Star Trek created all of their sets from scratch. A lot of the Irwin Allen shows either relied on movie props (Voyage used sets from the feature film), military surplus or NASA cast offs (the Burroughs computers were everywhere) and because they were from the real world, they had a lot of details that wouldn't necessarily find in sets from scratch. As far as visually, there was a sense of reality to the standing sets of the IA shows. Star Trek had a more sleek, smooth look. And TBH the planet sets looked no more or less real than the Pondarosa set or the Dodge City set with the painted background.

In Roddenberry's original 1964 series pitch, he proposed a couple of budget-saving measures that weren't used: acquiring sets from recently completed movies or TV movies, and setting 3-4 stories on the same world so the sets could be reused. I'm surprised they never did either of those. (I particularly like the latter; how can you explore an entire world in just a few days? Sticking around the same planet for multiple adventures would've made a lot of sense.) I'm also surprised they never built an episode around stock footage like The Time Tunnel did routinely. There weren't that many Paramount sci-fi movies that would've worked, but maybe something historical could've worked for an Earth-parallel planet. They did use a bit of historical-movie stock footage in the Guardian of Forever, but that was it.
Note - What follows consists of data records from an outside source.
//! Hierarchical k-means tree for approximate maximum inner product search.
//!
//! Dataset vectors are embedded into an augmented space where inner product
//! ranking behaves like similarity ranking, clustered into a cascade of
//! k-means layers, and queried by a beam search that descends from the
//! coarsest layer to the dataset itself.

pub mod config;
pub mod index;
pub mod io;
pub mod matrix;
pub mod search;
pub mod transform;
pub mod tree;

mod kmeans;
mod math;

pub use config::{IndexConfig, KMeansParams, SearchParams};
pub use index::{ClusterIndex, IndexHandle, QueryResults, SearchResult, SENTINEL_LABEL};
pub use matrix::FloatMatrix;
pub use search::SearchStats;
pub use transform::Augmentation;
pub use tree::{layer_schedule, ClusterTree, Layer, LayerPlan};


/// Broad category of an [`HkmError`].
#[derive(Debug, Clone, Copy, PartialEq, Eq)]
pub enum ErrorKind {
    /// Vector lengths disagree, or a matrix has no rows where rows are required.
    Dimension,
    /// Parameters are out of range or the dataset cannot support the layer schedule.
    Configuration,
    /// The operation does not fit the index lifecycle (query before build, double build).
    State,
}

/// Errors that can occur when building or querying the index.
#[derive(thiserror::Error, Debug, Clone, PartialEq, Eq)]
pub enum HkmError {
    /// Returned when the length of an input vector does not match the expected one.
    #[error("dimension mismatch: expected {expected}, got {got}")]
    DimensionMismatch { expected: usize, got: usize },
    /// Returned when a norm or maximum is requested over a matrix with no rows.
    #[error("matrix has no rows")]
    EmptyMatrix,
    /// Returned when an invalid configuration is supplied.
    #[error("invalid configuration: {0}")]
    InvalidConfig(&'static str),
    /// Returned when the layer schedule leaves a layer without clusters.
    #[error("layer {layer} has no clusters: {points} points with cluster size {cluster_size}")]
    EmptyLayer {
        layer: usize,
        points: usize,
        cluster_size: usize,
    },
    /// Returned when k-means is asked for more clusters than it has points.
    #[error("layer {layer} requests {requested} clusters from {points} points")]
    ClusterCount {
        layer: usize,
        requested: usize,
        points: usize,
    },
    /// Returned when the index is queried before it has been built.
    #[error("index not built; call `build` first")]
    NotBuilt,
    /// Returned when `build` is called on an index that already holds data.
    #[error("index already built; call `reset` before rebuilding")]
    AlreadyBuilt,
}

impl HkmError {
    /// Category of this error.
    pub fn kind(&self) -> ErrorKind {
        match self {
            HkmError::DimensionMismatch { .. } | HkmError::EmptyMatrix => ErrorKind::Dimension,
            HkmError::InvalidConfig(_)
            | HkmError::EmptyLayer { .. }
            | HkmError::ClusterCount { .. } => ErrorKind::Configuration,
            HkmError::NotBuilt | HkmError::AlreadyBuilt => ErrorKind::State,
        }
    }
}
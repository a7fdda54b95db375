//! Cascading k-means layers.
//!
//! Layer 0 clusters the embedded dataset, every later layer clusters the
//! centroids of the layer before it. Cluster sizes grow geometrically with
//! the layer index, so the last layer is the coarsest and is where a search
//! starts.

use rand::prelude::*;
use tracing::{debug, info};

use crate::config::KMeansParams;
use crate::kmeans::{run_kmeans, KMeansResult};
use crate::matrix::FloatMatrix;
use crate::HkmError;

/// Planned shape of one layer.
#[derive(Debug, Clone, Copy, PartialEq, Eq)]
pub struct LayerPlan {
    /// Target number of inputs per cluster.
    pub cluster_size: usize,
    /// Number of centroids the layer will hold.
    pub cluster_count: usize,
}

/// Compute the cluster schedule for `points` vectors and `layer_count` layers.
///
/// Layer `i` uses `cluster_size = floor(points^((i+1)/(L+1)))` and
/// `cluster_count = floor(points / cluster_size)`.
pub fn layer_schedule(points: usize, layer_count: usize) -> Result<Vec<LayerPlan>, HkmError> {
    if layer_count == 0 {
        return Err(HkmError::InvalidConfig("layer_count must be at least 1"));
    }
    if points == 0 {
        return Err(HkmError::EmptyMatrix);
    }

    let mut plans = Vec::with_capacity(layer_count);
    for layer in 0..layer_count {
        let cluster_size = floor_root_power(points, layer + 1, layer_count + 1);
        let cluster_count = points / cluster_size;
        if cluster_count == 0 {
            return Err(HkmError::EmptyLayer {
                layer,
                points,
                cluster_size,
            });
        }
        plans.push(LayerPlan {
            cluster_size,
            cluster_count,
        });
    }
    Ok(plans)
}

/// `floor(n^(num/den))`, corrected for float rounding near integers.
fn floor_root_power(n: usize, num: usize, den: usize) -> usize {
    let approx = (n as f64).powf(num as f64 / den as f64).floor() as usize;

    // Some(true) when s^den <= n^num; None when the exact check overflows.
    let fits = |s: usize| -> Option<bool> {
        let lhs = (s as u128).checked_pow(u32::try_from(den).ok()?)?;
        let rhs = (n as u128).checked_pow(u32::try_from(num).ok()?)?;
        Some(lhs <= rhs)
    };

    let mut size = approx.max(1);
    while fits(size + 1) == Some(true) {
        size += 1;
    }
    while size > 1 && fits(size) == Some(false) {
        size -= 1;
    }
    size
}

/// One frozen level of the tree.
#[derive(Debug, Clone)]
pub struct Layer {
    centroids: FloatMatrix,
    assignments: Vec<usize>,
    children: Vec<Vec<usize>>,
}

impl Layer {
    fn from_kmeans(result: KMeansResult) -> Self {
        let KMeansResult {
            centroids,
            assignments,
        } = result;
        let mut children = vec![Vec::new(); centroids.rows()];
        for (idx, &cluster) in assignments.iter().enumerate() {
            children[cluster].push(idx);
        }
        Self {
            centroids,
            assignments,
            children,
        }
    }

    pub fn cluster_count(&self) -> usize {
        self.centroids.rows()
    }

    pub fn centroids(&self) -> &FloatMatrix {
        &self.centroids
    }

    /// Centroid index of every input point of this layer.
    pub fn assignments(&self) -> &[usize] {
        &self.assignments
    }

    /// Input indices assigned to centroid `cluster`, ascending.
    pub fn children(&self, cluster: usize) -> &[usize] {
        &self.children[cluster]
    }

    /// Number of input points this layer was built over.
    pub fn input_len(&self) -> usize {
        self.assignments.len()
    }

    /// True when the child buckets partition `0..input_len()` and agree with
    /// the assignments.
    pub fn check_partition(&self) -> bool {
        let mut seen = vec![false; self.input_len()];
        for (cluster, bucket) in self.children.iter().enumerate() {
            for &idx in bucket {
                if idx >= seen.len() || seen[idx] || self.assignments[idx] != cluster {
                    return false;
                }
                seen[idx] = true;
            }
        }
        seen.into_iter().all(|s| s)
    }
}

/// Ordered, immutable sequence of layers; index 0 is the finest.
#[derive(Debug, Clone)]
pub struct ClusterTree {
    layers: Vec<Layer>,
}

impl ClusterTree {
    /// Build `layer_count` layers over `points`.
    pub fn build(
        points: &FloatMatrix,
        layer_count: usize,
        params: &KMeansParams,
    ) -> Result<Self, HkmError> {
        let plans = layer_schedule(points.rows(), layer_count)?;
        let mut layers: Vec<Layer> = Vec::with_capacity(plans.len());

        for (layer_id, plan) in plans.iter().enumerate() {
            let input = match layers.last() {
                Some(previous) => previous.centroids(),
                None => points,
            };
            if plan.cluster_count > input.rows() {
                return Err(HkmError::ClusterCount {
                    layer: layer_id,
                    requested: plan.cluster_count,
                    points: input.rows(),
                });
            }

            debug!(
                layer = layer_id,
                inputs = input.rows(),
                clusters = plan.cluster_count,
                cluster_size = plan.cluster_size,
                "clustering layer"
            );
            let mut rng = StdRng::seed_from_u64(params.seed.wrapping_add(layer_id as u64));
            let result = run_kmeans(input, plan.cluster_count, params.max_iter, &mut rng)?;
            let layer = Layer::from_kmeans(result);
            debug_assert!(layer.check_partition());
            layers.push(layer);
        }

        info!(
            points = points.rows(),
            layers = layers.len(),
            coarsest = layers.last().map_or(0, Layer::cluster_count),
            "cluster tree built"
        );
        Ok(Self { layers })
    }

    /// Layers from finest (index 0) to coarsest.
    pub fn layers(&self) -> &[Layer] {
        &self.layers
    }

    pub fn layer_count(&self) -> usize {
        self.layers.len()
    }

    /// The layer a search starts from.
    pub fn coarsest(&self) -> Option<&Layer> {
        self.layers.last()
    }
}

#[cfg(test)]
mod tests {
    use super::*;
    use crate::ErrorKind;

    #[test]
    fn schedule_grows_cluster_size_per_layer() {
        let plans = layer_schedule(1000, 2).unwrap();
        assert_eq!(
            plans,
            vec![
                LayerPlan {
                    cluster_size: 10,
                    cluster_count: 100
                },
                LayerPlan {
                    cluster_size: 100,
                    cluster_count: 10
                },
            ]
        );
    }

    #[test]
    fn schedule_corrects_float_rounding() {
        // 64^(1/3) evaluates to 3.9999... in floating point.
        let plans = layer_schedule(64, 2).unwrap();
        assert_eq!(plans[0].cluster_size, 4);
        assert_eq!(plans[0].cluster_count, 16);
        assert_eq!(plans[1].cluster_size, 16);
        assert_eq!(plans[1].cluster_count, 4);
    }

    #[test]
    fn schedule_rejects_zero_layers() {
        assert!(matches!(
            layer_schedule(10, 0),
            Err(HkmError::InvalidConfig(_))
        ));
    }

    #[test]
    fn clustering_failures_surface_as_configuration_errors() {
        let too_many = HkmError::ClusterCount {
            layer: 1,
            requested: 8,
            points: 4,
        };
        assert_eq!(too_many.kind(), ErrorKind::Configuration);

        let points = FloatMatrix::from_rows(&[vec![1.0, 0.0], vec![0.0, 1.0]]).unwrap();
        let params = KMeansParams::default();
        let err = ClusterTree::build(&points, 0, &params).unwrap_err();
        assert_eq!(err.kind(), ErrorKind::Configuration);

        let mut rng = StdRng::seed_from_u64(params.seed);
        let err = run_kmeans(&points, 3, params.max_iter, &mut rng).unwrap_err();
        assert_eq!(err.kind(), ErrorKind::Configuration);
    }

    #[test]
    fn single_point_gets_single_cluster_per_layer() {
        let plans = layer_schedule(1, 3).unwrap();
        assert!(plans.iter().all(|p| p.cluster_count == 1));
    }
}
The other show being filmed on the Desilu lot, 'Mission: Impossible' was given a budget by CBS, of $170,000 per episode in its first season, with Desilu kicking in additional funds to cover overruns, bringing the total per episode budget to $186,865 per episode.​

I presume Mannix was filmed there too.


Bear in mind that those strings were also completely invisible until 2-3 decades after the original airing.

That's actually not true at all. Allan Asherman's 1981 The Star Trek Compendium, published less than 14 years after "Catspaw" came out (dated January '81 and thus probably on the shelves by December '80) and decades before TOS was remastered in HD, points out that the alien puppets were "disappointing" because they were "operated with thick, black threads that are painfully obvious even after the puppets have stopped moving." Even for its day, it was a badly done effect.

As I recall, part of the reason the Lydeckers' miniature ships were flown on horizontal wires is that it was easier to hide horizontal wires in a TV image because they could vanish between the scan lines, while vertical wires tended to be easy to spot.